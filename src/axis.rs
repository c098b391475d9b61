//! Axis definitions: data range, tick spacing and the pixel ratio derived
//! from them.
//!
//! An [`Axis`] is a one-dimensional mapping from a data range onto a pixel
//! span. The `ratio` is not kept in sync automatically: edits go through
//! [`Axis::apply`] and take effect once [`Axis::recompute_ratio`] runs, so
//! several axes can be edited in a batch before one reload.

use std::fmt;

use crate::error::{Error, Result};

/// Default major tick spacing for a fresh axis.
pub const DEFAULT_TICK_MAJOR: f64 = 100.0;
/// Default minor tick spacing for a fresh axis.
pub const DEFAULT_TICK_MINOR: f64 = 10.0;
/// Most tick intervals an axis may hold at either spacing.
pub const MAX_TICKS: usize = 10_000;

/// Identifies one of the three axes a figure owns.
#[derive(Debug, Clone, Copy, PartialEq, Eq, Hash)]
#[cfg_attr(feature = "serde", derive(serde::Serialize, serde::Deserialize))]
#[cfg_attr(feature = "serde", serde(rename_all = "snake_case"))]
pub enum AxisIndex {
    /// Horizontal axis along the bottom edge.
    X = 0,
    /// Primary vertical axis along the left edge.
    Y = 1,
    /// Secondary vertical axis along the right edge.
    Y2 = 2,
}

impl AxisIndex {
    /// All axes in index order.
    pub const ALL: [Self; 3] = [Self::X, Self::Y, Self::Y2];

    /// Look up an axis by its numeric index (0 = x, 1 = y, 2 = secondary y).
    #[must_use]
    pub const fn from_index(index: usize) -> Option<Self> {
        match index {
            0 => Some(Self::X),
            1 => Some(Self::Y),
            2 => Some(Self::Y2),
            _ => None,
        }
    }

    /// Numeric index of this axis.
    #[must_use]
    pub const fn index(self) -> usize {
        self as usize
    }

    /// Whether this axis runs vertically.
    #[must_use]
    pub const fn is_vertical(self) -> bool {
        !matches!(self, Self::X)
    }
}

impl fmt::Display for AxisIndex {
    fn fmt(&self, f: &mut fmt::Formatter<'_>) -> fmt::Result {
        f.write_str(match self {
            Self::X => "x",
            Self::Y => "primary y",
            Self::Y2 => "secondary y",
        })
    }
}

/// Which vertical axis a mapping call uses.
#[derive(Debug, Clone, Copy, PartialEq, Eq, Default, Hash)]
#[cfg_attr(feature = "serde", derive(serde::Serialize, serde::Deserialize))]
pub enum AxisChoice {
    /// Map y through the primary (left) axis.
    #[default]
    Primary,
    /// Map y through the secondary (right) axis.
    Secondary,
}

impl AxisChoice {
    /// The vertical axis selected by this choice.
    #[must_use]
    pub const fn y_axis(self) -> AxisIndex {
        match self {
            Self::Primary => AxisIndex::Y,
            Self::Secondary => AxisIndex::Y2,
        }
    }
}

/// Partial update for an [`Axis`]. Absent fields keep their current value.
#[derive(Debug, Clone, Copy, PartialEq, Default)]
#[cfg_attr(feature = "serde", derive(serde::Serialize, serde::Deserialize))]
#[cfg_attr(feature = "serde", serde(default, deny_unknown_fields))]
pub struct AxisPatch {
    /// New lower bound.
    pub min: Option<f64>,
    /// New upper bound.
    pub max: Option<f64>,
    /// New major tick spacing.
    pub tick_major: Option<f64>,
    /// New minor tick spacing.
    pub tick_minor: Option<f64>,
}

impl AxisPatch {
    /// Empty patch.
    #[must_use]
    pub fn new() -> Self {
        Self::default()
    }

    /// Patch both bounds.
    #[must_use]
    pub fn range(min: f64, max: f64) -> Self {
        Self { min: Some(min), max: Some(max), ..Self::default() }
    }

    /// Set the lower bound.
    #[must_use]
    pub fn min(mut self, min: f64) -> Self {
        self.min = Some(min);
        self
    }

    /// Set the upper bound.
    #[must_use]
    pub fn max(mut self, max: f64) -> Self {
        self.max = Some(max);
        self
    }

    /// Set both tick spacings.
    #[must_use]
    pub fn ticks(mut self, major: f64, minor: f64) -> Self {
        self.tick_major = Some(major);
        self.tick_minor = Some(minor);
        self
    }

    /// Set the major tick spacing.
    #[must_use]
    pub fn tick_major(mut self, spacing: f64) -> Self {
        self.tick_major = Some(spacing);
        self
    }

    /// Set the minor tick spacing.
    #[must_use]
    pub fn tick_minor(mut self, spacing: f64) -> Self {
        self.tick_minor = Some(spacing);
        self
    }

    /// Whether the patch changes nothing.
    #[must_use]
    pub fn is_empty(&self) -> bool {
        self.min.is_none()
            && self.max.is_none()
            && self.tick_major.is_none()
            && self.tick_minor.is_none()
    }
}

/// A data range with tick spacing and its pixel ratio.
#[derive(Debug, Clone, Copy, PartialEq)]
pub struct Axis {
    min: f64,
    max: f64,
    tick_major: f64,
    tick_minor: f64,
    ratio: f64,
}

impl Axis {
    /// Create an axis over `min..max` with default tick spacing.
    ///
    /// The ratio starts at zero; it is only meaningful after
    /// [`Axis::recompute_ratio`].
    #[must_use]
    pub fn new(min: f64, max: f64) -> Self {
        Self { min, max, tick_major: DEFAULT_TICK_MAJOR, tick_minor: DEFAULT_TICK_MINOR, ratio: 0.0 }
    }

    /// Builder-style tick spacing.
    #[must_use]
    pub fn with_ticks(mut self, major: f64, minor: f64) -> Self {
        self.tick_major = major;
        self.tick_minor = minor;
        self
    }

    /// Lower bound.
    #[must_use]
    pub fn min(&self) -> f64 {
        self.min
    }

    /// Upper bound.
    #[must_use]
    pub fn max(&self) -> f64 {
        self.max
    }

    /// Major tick spacing in data units.
    #[must_use]
    pub fn tick_major(&self) -> f64 {
        self.tick_major
    }

    /// Minor tick spacing in data units.
    #[must_use]
    pub fn tick_minor(&self) -> f64 {
        self.tick_minor
    }

    /// Pixels per data unit as of the last reload.
    #[must_use]
    pub fn ratio(&self) -> f64 {
        self.ratio
    }

    /// `max - min`.
    #[must_use]
    pub fn span(&self) -> f64 {
        self.max - self.min
    }

    /// Merge a patch; only fields present in the patch change.
    pub fn apply(&mut self, patch: &AxisPatch) {
        if let Some(min) = patch.min {
            self.min = min;
        }
        if let Some(max) = patch.max {
            self.max = max;
        }
        if let Some(major) = patch.tick_major {
            self.tick_major = major;
        }
        if let Some(minor) = patch.tick_minor {
            self.tick_minor = minor;
        }
    }

    /// Check the range and tick spacing, returning the ratio for `pixel_span`
    /// without storing it.
    ///
    /// # Errors
    ///
    /// [`Error::DegenerateAxis`] when `max <= min` or a bound is not finite,
    /// [`Error::InvalidTick`] when a tick spacing is not a positive finite
    /// number or would put more than [`MAX_TICKS`] intervals on the axis.
    pub fn ratio_for(&self, axis: AxisIndex, pixel_span: f64) -> Result<f64> {
        let span = self.span();
        if !span.is_finite() || span <= 0.0 {
            return Err(Error::DegenerateAxis { axis, min: self.min, max: self.max });
        }
        for spacing in [self.tick_major, self.tick_minor] {
            if !spacing.is_finite() || spacing <= 0.0 || span / spacing > MAX_TICKS as f64 {
                return Err(Error::InvalidTick { axis, spacing });
            }
        }
        Ok(pixel_span / span)
    }

    /// Recompute and store the ratio for `pixel_span`.
    ///
    /// # Errors
    ///
    /// See [`Axis::ratio_for`]. The stored ratio is untouched on error.
    pub fn recompute_ratio(&mut self, axis: AxisIndex, pixel_span: f64) -> Result<()> {
        self.ratio = self.ratio_for(axis, pixel_span)?;
        Ok(())
    }

    pub(crate) fn set_ratio(&mut self, ratio: f64) {
        self.ratio = ratio;
    }

    /// Number of major intervals, `span / tick_major`. May be fractional.
    #[must_use]
    pub fn major_intervals(&self) -> f64 {
        self.span() / self.tick_major
    }

    /// Number of minor intervals, `span / tick_minor`. May be fractional.
    #[must_use]
    pub fn minor_intervals(&self) -> f64 {
        self.span() / self.tick_minor
    }

    /// Major tick marks from `min` upward.
    #[must_use]
    pub fn major_ticks(&self) -> Ticks {
        Ticks::new(self.min, self.tick_major, self.major_intervals())
    }

    /// Minor tick marks from `min` upward.
    #[must_use]
    pub fn minor_ticks(&self) -> Ticks {
        Ticks::new(self.min, self.tick_minor, self.minor_intervals())
    }
}

/// One tick mark position.
#[derive(Debug, Clone, Copy, PartialEq)]
pub struct Tick {
    /// Ordinal of the tick, 0 at `min`.
    pub index: usize,
    /// Data value at the tick, `min + index * spacing`.
    pub value: f64,
    /// Distance from `min` in data units.
    pub offset: f64,
}

/// Iterator over evenly spaced ticks.
///
/// Yields `floor(intervals) + 1` ticks, at most `MAX_TICKS + 1`; a range
/// that is not a multiple of the spacing simply stops short of `max`.
/// Non-finite or negative interval counts yield nothing.
#[derive(Debug, Clone)]
pub struct Ticks {
    start: f64,
    spacing: f64,
    next: usize,
    count: usize,
}

impl Ticks {
    fn new(start: f64, spacing: f64, intervals: f64) -> Self {
        let count = if intervals.is_finite() && intervals >= 0.0 {
            // Absorb float error such as 0.3 / 0.1 = 2.9999999999999996.
            (intervals + 1e-9).floor().min(MAX_TICKS as f64) as usize + 1
        } else {
            0
        };
        Self { start, spacing, next: 0, count }
    }
}

impl Iterator for Ticks {
    type Item = Tick;

    fn next(&mut self) -> Option<Tick> {
        if self.next >= self.count {
            return None;
        }
        let index = self.next;
        self.next += 1;
        let offset = index as f64 * self.spacing;
        Some(Tick { index, value: self.start + offset, offset })
    }

    fn size_hint(&self) -> (usize, Option<usize>) {
        let remaining = self.count - self.next;
        (remaining, Some(remaining))
    }
}

impl ExactSizeIterator for Ticks {}

#[cfg(test)]
mod tests {
    use super::*;

    #[test]
    fn test_axis_index_lookup() {
        assert_eq!(AxisIndex::from_index(0), Some(AxisIndex::X));
        assert_eq!(AxisIndex::from_index(2), Some(AxisIndex::Y2));
        assert_eq!(AxisIndex::from_index(3), None);
        assert_eq!(AxisIndex::Y.index(), 1);
    }

    #[test]
    fn test_choice_selects_axis() {
        assert_eq!(AxisChoice::Primary.y_axis(), AxisIndex::Y);
        assert_eq!(AxisChoice::Secondary.y_axis(), AxisIndex::Y2);
    }

    #[test]
    fn test_patch_merges_only_present_fields() {
        let mut axis = Axis::new(0.0, 100.0).with_ticks(20.0, 5.0);
        axis.apply(&AxisPatch::new().max(50.0));
        assert_eq!(axis.min(), 0.0);
        assert_eq!(axis.max(), 50.0);
        assert_eq!(axis.tick_major(), 20.0);
        assert_eq!(axis.tick_minor(), 5.0);

        axis.apply(&AxisPatch::new());
        assert_eq!(axis.max(), 50.0);
    }

    #[test]
    fn test_ratio() {
        let mut axis = Axis::new(0.0, 100.0);
        axis.recompute_ratio(AxisIndex::X, 240.0).unwrap();
        assert!((axis.ratio() - 2.4).abs() < 1e-12);
    }

    #[test]
    fn test_zero_range_rejected() {
        let mut axis = Axis::new(5.0, 5.0);
        let err = axis.recompute_ratio(AxisIndex::Y, 100.0).unwrap_err();
        assert!(matches!(err, Error::DegenerateAxis { axis: AxisIndex::Y, .. }));
        assert_eq!(axis.ratio(), 0.0);
    }

    #[test]
    fn test_inverted_and_nan_ranges_rejected() {
        assert!(Axis::new(10.0, 0.0).ratio_for(AxisIndex::X, 100.0).is_err());
        assert!(Axis::new(f64::NAN, 1.0).ratio_for(AxisIndex::X, 100.0).is_err());
        assert!(Axis::new(0.0, f64::INFINITY).ratio_for(AxisIndex::X, 100.0).is_err());
    }

    #[test]
    fn test_bad_tick_rejected() {
        let axis = Axis::new(0.0, 10.0).with_ticks(0.0, 1.0);
        assert!(matches!(
            axis.ratio_for(AxisIndex::X, 10.0),
            Err(Error::InvalidTick { spacing, .. }) if spacing == 0.0
        ));
        let axis = Axis::new(0.0, 10.0).with_ticks(1.0, -1.0);
        assert!(axis.ratio_for(AxisIndex::X, 10.0).is_err());
    }

    #[test]
    fn test_tick_counts() {
        let axis = Axis::new(0.0, 100.0).with_ticks(100.0, 10.0);
        let major: Vec<f64> = axis.major_ticks().map(|t| t.value).collect();
        assert_eq!(major, vec![0.0, 100.0]);
        let minor: Vec<f64> = axis.minor_ticks().map(|t| t.value).collect();
        assert_eq!(minor.len(), 11);
        assert_eq!(minor[10], 100.0);
    }

    #[test]
    fn test_fractional_final_interval_not_snapped() {
        let axis = Axis::new(0.0, 250.0).with_ticks(100.0, 10.0);
        let major: Vec<f64> = axis.major_ticks().map(|t| t.value).collect();
        assert_eq!(major, vec![0.0, 100.0, 200.0]);
    }

    #[test]
    fn test_ticks_start_at_min() {
        let axis = Axis::new(-1.0, 1.0).with_ticks(0.5, 0.1);
        let major: Vec<f64> = axis.major_ticks().map(|t| t.value).collect();
        assert_eq!(major, vec![-1.0, -0.5, 0.0, 0.5, 1.0]);
        assert_eq!(axis.minor_ticks().len(), 21);
    }

    #[test]
    fn test_tick_count_capped() {
        let axis = Axis::new(0.0, 1e20).with_ticks(1e20, 1.0);
        assert_eq!(axis.minor_ticks().len(), MAX_TICKS + 1);
        assert_eq!(axis.major_ticks().len(), 2);
        assert!(matches!(
            axis.ratio_for(AxisIndex::X, 100.0),
            Err(Error::InvalidTick { spacing, .. }) if spacing == 1.0
        ));

        let at_limit = Axis::new(0.0, MAX_TICKS as f64).with_ticks(1.0, 1.0);
        assert!(at_limit.ratio_for(AxisIndex::X, 100.0).is_ok());
        assert_eq!(at_limit.minor_ticks().len(), MAX_TICKS + 1);
    }

    #[test]
    fn test_degenerate_ticks_yield_nothing() {
        let axis = Axis::new(0.0, 10.0).with_ticks(0.0, 1.0);
        assert_eq!(axis.major_ticks().count(), 0);
        let axis = Axis::new(10.0, 0.0);
        assert_eq!(axis.major_ticks().count(), 0);
    }
}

Prompt
Repeat the entries above exactly, from the first line through the line containing "#[derive(Debug, Clone, Copy, PartialEq, Eq, Default, Hash)]".

Solution to the exercise
filename src/axis.rs
repository c098b391475d9b61
//! Axis definitions: data range, tick spacing and the pixel ratio derived
//! from them.
//!
//! An [`Axis`] is a one-dimensional mapping from a data range onto a pixel
//! span. The `ratio` is not kept in sync automatically: edits go through
//! [`Axis::apply`] and take effect once [`Axis::recompute_ratio`] runs, so
//! several axes can be edited in a batch before one reload.

use std::fmt;

use crate::error::{Error, Result};

/// Default major tick spacing for a fresh axis.
pub const DEFAULT_TICK_MAJOR: f64 = 100.0;
/// Default minor tick spacing for a fresh axis.
pub const DEFAULT_TICK_MINOR: f64 = 10.0;
/// Most tick intervals an axis may hold at either spacing.
pub const MAX_TICKS: usize = 10_000;

/// Identifies one of the three axes a figure owns.
#[derive(Debug, Clone, Copy, PartialEq, Eq, Hash)]
#[cfg_attr(feature = "serde", derive(serde::Serialize, serde::Deserialize))]
#[cfg_attr(feature = "serde", serde(rename_all = "snake_case"))]
pub enum AxisIndex {
    /// Horizontal axis along the bottom edge.
    X = 0,
    /// Primary vertical axis along the left edge.
    Y = 1,
    /// Secondary vertical axis along the right edge.
    Y2 = 2,
}

impl AxisIndex {
    /// All axes in index order.
    pub const ALL: [Self; 3] = [Self::X, Self::Y, Self::Y2];

    /// Look up an axis by its numeric index (0 = x, 1 = y, 2 = secondary y).
    #[must_use]
    pub const fn from_index(index: usize) -> Option<Self> {
        match index {
            0 => Some(Self::X),
            1 => Some(Self::Y),
            2 => Some(Self::Y2),
            _ => None,
        }
    }

    /// Numeric index of this axis.
    #[must_use]
    pub const fn index(self) -> usize {
        self as usize
    }

    /// Whether this axis runs vertically.
    #[must_use]
    pub const fn is_vertical(self) -> bool {
        !matches!(self, Self::X)
    }
}

impl fmt::Display for AxisIndex {
    fn fmt(&self, f: &mut fmt::Formatter<'_>) -> fmt::Result {
        f.write_str(match self {
            Self::X => "x",
            Self::Y => "primary y",
            Self::Y2 => "secondary y",
        })
    }
}

/// Which vertical axis a mapping call uses.
#[derive(Debug, Clone, Copy, PartialEq, Eq, Default, Hash)]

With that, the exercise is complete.